自身で経営するお好み店でイベントを行ったのには理由がある。「店が19年目。時代の流れとともに人とお会いする機会が減った。人は会わないとダメなんですよ。ここは私の原点。お好み焼きのにおいをかぐと初心を思い出しますから」。

17年に92歳で亡くなった母久子さんは店の“看板娘”で、久子さん目当てに多くのファンが訪れた。「今は外国人の方が結構多い。お客さんの半分以上の時もある。えっ、私が旅行に来ているの?というくらい。いよいよ私も国際的かしら(笑い)。CDをプレゼントすると『サンキュー』って。ドイツやスイス、韓国、アメリカから来ていただいています」。

5月10日から大阪松竹座の舞台にゲスト出演する。

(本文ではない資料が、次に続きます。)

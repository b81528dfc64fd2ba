use super::RotaStore;
use crate::{
    assignment::{build, normalize, Assignments},
    error::{RotaError, RotaResult},
    service::{EventType, NewService, Service},
    types::ServiceDate,
};
use rusqlite::{params, Connection, OptionalExtension};
use serde_json::Value;

const SERVICE_SELECT: &str = "
    SELECT s.service_id, s.organization_id, s.service_date, s.title,
           s.event_type_id, et.name, s.assignments
    FROM service s
    LEFT JOIN event_type et ON et.event_type_id = s.event_type_id";

// Helper function for mapping service rows
fn service_row_mapper(row: &rusqlite::Row<'_>) -> rusqlite::Result<Service> {
    let event_type_id: Option<String> = row.get(4)?;
    let event_type_name: Option<String> = row.get(5)?;
    let payload: Option<String> = row.get(6)?;
    let service_id: String = row.get(0)?;
    let assignments = decode_payload(&service_id, payload.as_deref());
    Ok(Service {
        service_id,
        organization_id: row.get(1)?,
        date: row.get(2)?,
        title: row.get(3)?,
        event_type: event_type_id.zip(event_type_name).map(|(event_type_id, name)| EventType {
            event_type_id,
            name,
        }),
        assignments,
    })
}

/// Unparsable text is treated like a missing payload.
fn decode_payload(service_id: &str, payload: Option<&str>) -> Assignments {
    let raw = match payload {
        None => Value::Null,
        Some(text) => serde_json::from_str(text).unwrap_or_else(|e| {
            log::warn!("service {service_id}: assignments payload is not JSON ({e}), treating as empty");
            Value::Null
        }),
    };
    normalize(&raw)
}

pub(super) fn fetch_service(conn: &Connection, service_id: &str) -> RotaResult<Service> {
    conn.query_row(
        &format!("{SERVICE_SELECT} WHERE s.service_id = ?1"),
        params![service_id],
        service_row_mapper,
    )
    .optional()?
    .ok_or_else(|| RotaError::ServiceNotFound {
        service_id: service_id.to_string(),
    })
}

pub(super) fn write_assignments(
    conn: &Connection,
    service_id: &str,
    assignments: &Assignments,
) -> RotaResult<()> {
    let payload = serde_json::to_string(&build(assignments)?)?;
    let updated = conn.execute(
        "UPDATE service SET assignments = ?1 WHERE service_id = ?2",
        params![payload, service_id],
    )?;
    if updated == 0 {
        return Err(RotaError::ServiceNotFound {
            service_id: service_id.to_string(),
        });
    }
    Ok(())
}

pub(super) fn list_services(
    conn: &Connection,
    organization_id: &str,
    from: ServiceDate,
    to: ServiceDate,
) -> RotaResult<Vec<Service>> {
    let mut stmt = conn.prepare(&format!(
        "{SERVICE_SELECT}
         WHERE s.organization_id = ?1 AND s.service_date BETWEEN ?2 AND ?3
         ORDER BY s.service_date ASC, s.service_id ASC"
    ))?;
    let rows = stmt.query_map(params![organization_id, from, to], service_row_mapper)?;
    rows.collect::<Result<Vec<_>, _>>().map_err(Into::into)
}

pub(super) fn services_for_org(conn: &Connection, organization_id: &str) -> RotaResult<Vec<Service>> {
    let mut stmt = conn.prepare(&format!(
        "{SERVICE_SELECT}
         WHERE s.organization_id = ?1
         ORDER BY s.service_date ASC, s.service_id ASC"
    ))?;
    let rows = stmt.query_map(params![organization_id], service_row_mapper)?;
    rows.collect::<Result<Vec<_>, _>>().map_err(Into::into)
}

fn insert_new_service(conn: &Connection, s: &NewService) -> RotaResult<()> {
    let payload = serde_json::to_string(&build(&Assignments::default())?)?;
    conn.execute(
        "INSERT INTO service (service_id, organization_id, service_date, title, event_type_id, assignments)
         VALUES (?1, ?2, ?3, ?4, ?5, ?6)",
        params![
            &s.service_id,
            &s.organization_id,
            s.date,
            s.title.as_deref(),
            s.event_type_id.as_deref(),
            payload,
        ],
    )?;
    Ok(())
}

impl RotaStore {
    // ── Service ────────────────────────────────────────────────────

    /// Insert a service with empty structured assignments.
    pub fn insert_service(&self, s: &NewService) -> RotaResult<()> {
        insert_new_service(&self.conn, s)
    }

    /// Insert a batch (e.g. a recurring series) atomically.
    pub fn insert_services(&self, batch: &[NewService]) -> RotaResult<()> {
        let tx = self.conn.unchecked_transaction()?;
        for s in batch {
            insert_new_service(&tx, s)?;
        }
        tx.commit()?;
        Ok(())
    }

    /// Write a raw payload, bypassing normalization. Used to load data that
    /// predates the structured shape.
    pub fn import_raw_assignments(&self, service_id: &str, payload: Option<&str>) -> RotaResult<()> {
        let updated = self.conn.execute(
            "UPDATE service SET assignments = ?1 WHERE service_id = ?2",
            params![payload, service_id],
        )?;
        if updated == 0 {
            return Err(RotaError::ServiceNotFound {
                service_id: service_id.to_string(),
            });
        }
        Ok(())
    }

    pub fn get_service(&self, service_id: &str) -> RotaResult<Service> {
        fetch_service(&self.conn, service_id)
    }

    /// Raw assignments text as stored, for inspection and tests.
    pub fn raw_assignments(&self, service_id: &str) -> RotaResult<Option<String>> {
        self.conn
            .query_row(
                "SELECT assignments FROM service WHERE service_id = ?1",
                params![service_id],
                |row| row.get(0),
            )
            .optional()?
            .ok_or_else(|| RotaError::ServiceNotFound {
                service_id: service_id.to_string(),
            })
    }

    /// Overwrite the assignments. Prefer `modify_assignments` for edits.
    pub fn update_service_assignments(&self, service_id: &str, assignments: &Assignments) -> RotaResult<()> {
        write_assignments(&self.conn, service_id, assignments)
    }

    /// Change the title and event type of a service.
    pub fn update_service_details(
        &self,
        service_id: &str,
        title: Option<&str>,
        event_type_id: Option<&str>,
    ) -> RotaResult<()> {
        let updated = self.conn.execute(
            "UPDATE service SET title = ?1, event_type_id = ?2 WHERE service_id = ?3",
            params![title, event_type_id, service_id],
        )?;
        if updated == 0 {
            return Err(RotaError::ServiceNotFound {
                service_id: service_id.to_string(),
            });
        }
        Ok(())
    }

    pub fn list_services(
        &self,
        organization_id: &str,
        from: ServiceDate,
        to: ServiceDate,
    ) -> RotaResult<Vec<Service>> {
        list_services(&self.conn, organization_id, from, to)
    }

    pub fn services_for_org(&self, organization_id: &str) -> RotaResult<Vec<Service>> {
        services_for_org(&self.conn, organization_id)
    }

    pub fn delete_service(&self, service_id: &str) -> RotaResult<()> {
        let deleted = self.conn.execute(
            "DELETE FROM service WHERE service_id = ?1",
            params![service_id],
        )?;
        if deleted == 0 {
            return Err(RotaError::ServiceNotFound {
                service_id: service_id.to_string(),
            });
        }
        Ok(())
    }
}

「これまでは、自分の思いは口にせずに内に秘めていたが、昨年から言うようにしました。今やっておきたいことを、元気なときにやらないといけない。『松竹新喜劇に出たい』と言ったら、とんとん拍子に決まった。言霊とはこういうこと。私の人生は涙と感動、笑いがあるから松竹新喜劇みたいなもの。カーテンコールでは新曲『人生日和』も歌います」とアピールした。